HOW DO GREEK SEARCHERS FORM THEIR WEB QUERIES?

Fotis Lazarinis

Department of Applied Informatics in Management & Finance

Technological Educational Institute, Mesolonghi 30200, Greece

Keywords: Web searching, search engine evaluation, web queries, Greece.

Abstract: This paper presents an initial analysis of a large log of Greek Web queries. The main aim of the study is to

understand how users form their queries. The analysis showed that users include terms of low

discriminatory value and form their queries in various non lemmatised forms. Lower case queries are the

most common case, although several query instances are in upper case. Accent marks are usually left out by

query terms. These conclusions could be utilized by local and worldwide search engines so as to improve

the services offered to the Greek Web community and to users of other morphologically complex natural

languages.

1 INTRODUCTION

Searching the Web is a daily activity of almost all

Internet users. Users form their queries in various

manners and it has been argued that this may depend

on the nationality and cultural background of the

user (Jansen and Spink, 2005). There is a growing

body of research examining the search patterns of

users of predominantly US search engines

(Silverstein et al., 1999; Jansen & Pooch, 2001;

Spink et al., 2002). All these studies focus on

understanding about what topics people search for

and how short or long are their queries. Clearly this

is important, as search engines could be refined

based on their findings. However one of the

limitations of these studies is that they focus mainly

on English Web queries or more general in queries

based on the Latin alphabet. In languages with

different alphabets, like Greek or Russian or Arabic,

additional difficulties could be raised by the way

users form their queries. In these languages

capitalization or diacritics in query terms plays an

important role in relevance of documents (Moukdad,

2004; Bar-Ilan & Gutman, 2005, Lazarinis, 2005;

Lazarinis, in press).

In this study we focus on the Greek language and

try to understand how users form their Web queries.

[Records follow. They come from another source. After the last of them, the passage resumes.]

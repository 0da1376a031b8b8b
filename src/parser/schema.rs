//! JSON schema definitions for program metadata and profile reports.
//!
//! Input structs describe the subset of a compiled Cairo program we read.
//! Unknown fields are ignored so newer compiler output keeps loading.
//! Output structs define the versioned JSON report we write to disk.

use serde::de::IgnoredAny;
use serde::{Deserialize, Serialize};

/// Top-level compiled program file (`program.json`)
#[derive(Debug, Clone, Deserialize)]
pub struct ProgramFile {
    /// Program instructions; only the length is used
    #[serde(default)]
    pub data: Vec<IgnoredAny>,

    /// Compiler debug metadata (absent for stripped programs)
    #[serde(default)]
    pub debug_info: Option<DebugInfoSection>,
}

/// The `debug_info` object of a compiled program
#[derive(Debug, Clone, Default, Deserialize)]
pub struct DebugInfoSection {
    /// Decimal-string offset -> raw location record, in document order.
    /// Records stay untyped here so a bad record can be reported with its key.
    #[serde(default)]
    pub instruction_locations: Option<serde_json::Map<String, serde_json::Value>>,
}

/// One entry of `debug_info.instruction_locations`
#[derive(Debug, Clone, Default, PartialEq, Eq, Deserialize)]
pub struct InstructionLocation {
    /// Enclosing scopes, outermost first
    #[serde(default)]
    pub accessible_scopes: Vec<String>,
}

impl InstructionLocation {
    pub fn new<S: Into<String>>(scopes: impl IntoIterator<Item = S>) -> Self {
        Self {
            accessible_scopes: scopes.into_iter().map(Into::into).collect(),
        }
    }
}

/// Top-level profile report written to JSON
#[derive(Debug, Clone, Serialize, Deserialize)]
pub struct ProfileReport {
    /// Schema version for compatibility checking
    pub version: String,

    /// Program file the debug info came from
    pub program: String,

    /// Trace file that was profiled
    pub trace: String,

    /// Number of instructions in the program
    pub instruction_count: usize,

    /// Total number of trace records counted
    pub total_steps: u64,

    /// Number of distinct pc values in the trace
    pub distinct_offsets: usize,

    /// Scopes ranked by step count (descending)
    pub scopes: Vec<ScopeEntry>,

    /// Timestamp when the report was generated
    pub generated_at: String,
}

/// Step count attributed to a single scope
#[derive(Debug, Clone, PartialEq, Serialize, Deserialize)]
pub struct ScopeEntry {
    /// Dotted scope identifier, or "unmapped"
    pub scope: String,

    /// Steps executed while in this scope
    pub steps: u64,

    /// Percentage of total steps
    pub percentage: f64,
}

By identifying the query patterns we will eventually

be able to suggest improvements to search engines

so as to better adapt to and handle Greek queries.

The findings of our statistical analysis may be

directly applicable to other languages with non Latin

alphabets, and noun, adjective and verb declensions.

2 THE STUDY

2.1 Data Collection

The query data were obtained from four Greek

academic institutions. The user search strings of

specific departments are accessible via the Web and

they were analyzed statistically in our study. Data of

the last 12 months (November 2005-October 2006)

were assembled to form our user query data

collection. These queries were redirected to Google

or Yahoo through the local search engines of the

academic departments. Queries were submitted by

members of the Academic staff and by students.

In total, 48 html files were examined containing

211,172 unique queries. 205,474 of these search

strings were in English and the remainder 5,698

queries were in Greek. In some cases the Greek

queries contained English terms as well. In the

following sections we focus on and analyze the

Greek search strings.

2.2 Data Analysis

The html files contained the query strings and some

statistics. We did not analyze or utilize the existing

statistics which focus mainly on the number of times

404

Lazarinis F. (2007).

HOW DO GREEK SEARCHERS FORM THEIR WEB QUERIES?.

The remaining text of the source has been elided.